Nordwest-Zeitung

Zwischen Wow-Effekt und Warnungen

Leser geben Tipps zur Streckenfü­hrung und schildern Erlebnisse – Per Rad von Kirchhatte­n nach Oldenburg

- VON CHRISTOPH KIEFER

Lässt sich eine Strecke von rund 20 Kilometern mit dem Pedelec pendeln? Christoph Kiefer hat einen Selbstvers­uch gestartet – und kommt schon nach zwei Tagen ins Grübeln.

OLDENBURG/KIRCHHATTE­N – Eigentlich dürfte ein Fahrrad mit E-Motor nicht Fahrrad heißen. Denn das Fahrgefühl empfinde ich als so komplett anders, dass elektrisch unterstütz­te Räder einen eigenen Namen haben sollten.

Die erste Runde auf meinem E-Bike hat mich umgehauen. Ich habe noch nie vorher auf einem Rad mit Elektromot­or gesessen; und der Unterschie­d zu meinen bisherigen Raderfahru­ngen könnte nicht größer sein.

Der Wow-Effekt kommt nicht nur von der Leichtigke­it, mit der ich 25 km/h erreiche.

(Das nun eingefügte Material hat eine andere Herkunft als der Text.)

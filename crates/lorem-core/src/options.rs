//! Parser for quoted option literals used by enum/set column specifications.
//!
//! Decodes strings of the shape `'opt1','opt2''embedded',...` — single
//! quoted, comma separated, with `''` as an escaped literal quote — into the
//! ordered list of option values. The grammar:
//!
//! ```text
//! OPTIONS      := OPTION (COMMA OPTION)*      (empty input → empty list)
//! OPTION       := QUOTE OPTION_VALUE QUOTE
//! OPTION_VALUE := (PARTIAL | QUOTE QUOTE | COMMA)*
//! ```
//!
//! A `QUOTE QUOTE` pair inside an option value contributes one literal quote
//! character; a bare comma inside an option value is preserved literally.

/// Lexical classes of the option grammar.
#[derive(Debug, Clone, Copy, PartialEq, Eq)]
pub enum TokenKind {
    Quote,
    Comma,
    /// Maximal run of characters that are neither quote nor comma.
    Partial,
}

#[derive(Debug, Clone, PartialEq)]
struct Token {
    kind: TokenKind,
    text: String,
    /// 1-based character offset of the token's first character.
    offset: usize,
}

/// Error type for option literal parsing.
#[derive(Debug, thiserror::Error, PartialEq, Eq)]
pub enum OptionsError {
    /// A token that the grammar cannot accept at its position.
    #[error("unexpected {kind:?} token {text:?} at character {offset}")]
    UnexpectedToken {
        kind: TokenKind,
        text: String,
        offset: usize,
    },

    /// Input ended inside an option (e.g. an unterminated quote).
    #[error("unexpected end of option list")]
    UnexpectedEnd,

    /// A column type string that is not a `keyword(...)` specification.
    #[error("malformed {keyword} specification: {spec:?}")]
    MalformedSpec { keyword: &'static str, spec: String },
}

/// Parse an option literal into its option values.
///
/// ```
/// use lorem_core::options::parse;
///
/// assert_eq!(parse("'a','b'").unwrap(), vec!["a", "b"]);
/// assert_eq!(parse("'a''b'").unwrap(), vec!["a'b"]);
/// assert!(parse("'a','b").is_err());
/// ```
pub fn parse(input: &str) -> Result<Vec<String>, OptionsError> {
    Parser::new(tokenize(input)).options()
}

/// Extract the option list from an `enum('a','b',...)` column type string.
pub fn parse_enum_spec(spec: &str) -> Result<Vec<String>, OptionsError> {
    parse(unwrap_spec(spec, "enum")?)
}

/// Extract the option list from a `set('a','b',...)` column type string.
pub fn parse_set_spec(spec: &str) -> Result<Vec<String>, OptionsError> {
    parse(unwrap_spec(spec, "set")?)
}

fn unwrap_spec<'a>(spec: &'a str, keyword: &'static str) -> Result<&'a str, OptionsError> {
    spec.strip_prefix(keyword)
        .and_then(|rest| rest.strip_prefix('('))
        .and_then(|rest| rest.strip_suffix(')'))
        .ok_or_else(|| OptionsError::MalformedSpec {
            keyword,
            spec: spec.to_string(),
        })
}

fn tokenize(input: &str) -> Vec<Token> {
    let mut tokens = Vec::new();
    let mut partial = String::new();
    let mut partial_offset = 0;

    for (position, c) in input.chars().enumerate() {
        let offset = position + 1;
        let kind = match c {
            '\'' => Some(TokenKind::Quote),
            ',' => Some(TokenKind::Comma),
            _ => None,
        };

        match kind {
            Some(kind) => {
                if !partial.is_empty() {
                    tokens.push(Token {
                        kind: TokenKind::Partial,
                        text: std::mem::take(&mut partial),
                        offset: partial_offset,
                    });
                }
                tokens.push(Token {
                    kind,
                    text: c.to_string(),
                    offset,
                });
            }
            None => {
                if partial.is_empty() {
                    partial_offset = offset;
                }
                partial.push(c);
            }
        }
    }

    if !partial.is_empty() {
        tokens.push(Token {
            kind: TokenKind::Partial,
            text: partial,
            offset: partial_offset,
        });
    }

    tokens
}

struct Parser {
    tokens: Vec<Token>,
    pos: usize,
}

impl Parser {
    fn new(tokens: Vec<Token>) -> Self {
        Self { tokens, pos: 0 }
    }

    fn peek_kind(&self) -> Option<TokenKind> {
        self.tokens.get(self.pos).map(|t| t.kind)
    }

    fn peek_kind_at(&self, ahead: usize) -> Option<TokenKind> {
        self.tokens.get(self.pos + ahead).map(|t| t.kind)
    }

    fn advance(&mut self) -> Option<Token> {
        let token = self.tokens.get(self.pos).cloned();
        if token.is_some() {
            self.pos += 1;
        }
        token
    }

    fn expect(&mut self, kind: TokenKind) -> Result<Token, OptionsError> {
        match self.advance() {
            None => Err(OptionsError::UnexpectedEnd),
            Some(token) if token.kind == kind => Ok(token),
            Some(token) => Err(OptionsError::UnexpectedToken {
                kind: token.kind,
                text: token.text,
                offset: token.offset,
            }),
        }
    }

    /// `OPTIONS := OPTION (COMMA OPTION)*`, empty input allowed.
    fn options(mut self) -> Result<Vec<String>, OptionsError> {
        let mut options = Vec::new();
        if self.peek_kind().is_none() {
            return Ok(options);
        }

        options.push(self.option()?);
        while self.peek_kind().is_some() {
            self.expect(TokenKind::Comma)?;
            options.push(self.option()?);
        }

        Ok(options)
    }

    /// `OPTION := QUOTE OPTION_VALUE QUOTE`
    fn option(&mut self) -> Result<String, OptionsError> {
        self.expect(TokenKind::Quote)?;

        let mut value = String::new();
        loop {
            match self.peek_kind() {
                Some(TokenKind::Partial) => {
                    if let Some(token) = self.advance() {
                        value.push_str(&token.text);
                    }
                }
                Some(TokenKind::Comma) => {
                    self.advance();
                    value.push(',');
                }
                Some(TokenKind::Quote) => {
                    // A quote pair is an escaped literal quote; a lone quote
                    // terminates the option value.
                    if self.peek_kind_at(1) == Some(TokenKind::Quote) {
                        self.advance();
                        self.advance();
                        value.push('\'');
                    } else {
                        break;
                    }
                }
                None => break,
            }
        }

        self.expect(TokenKind::Quote)?;
        Ok(value)
    }
}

Der mühelose, schnelle Start beim Anfahren begeistert mich noch mehr. An Ampeln komme ich im Nu vom Fleck; nach jedem Abbremsen bin ich sofort wieder in Schwung.

Pedelecs sind nicht nur für weite Strecken sinnvoll; das zeigen mir schon die ersten Tage. Entlang der Landstraße übers freie Feld ist der Motor eine super Hilfe. Aber in der Stadt ist er mir genauso willkommen. Beim häufigen Anfahren und Abbremsen entfaltet der E-Antrieb seine wunderbare Unterstütz­ung.

„Deutlich entspannte­r“

Der Bericht, in dem ich mein Projekt in der Ð vorgestell­t habe, hat mehrere LeserReakt­ionen ausgelöst. Dirk Ohlmeyer berichtet, er pendele seit zwei Jahren häufig fast die gleiche Strecke per Rad zur Arbeit. „Es kostet mehr Zeit, ist aber deutlich entspannen­der als mit dem Auto“, schreibt der 56-Jährige, der in Kirchhatte­n wohnt und in den Heiligenge­isthöfen eine kardiologi­sche Praxis führt.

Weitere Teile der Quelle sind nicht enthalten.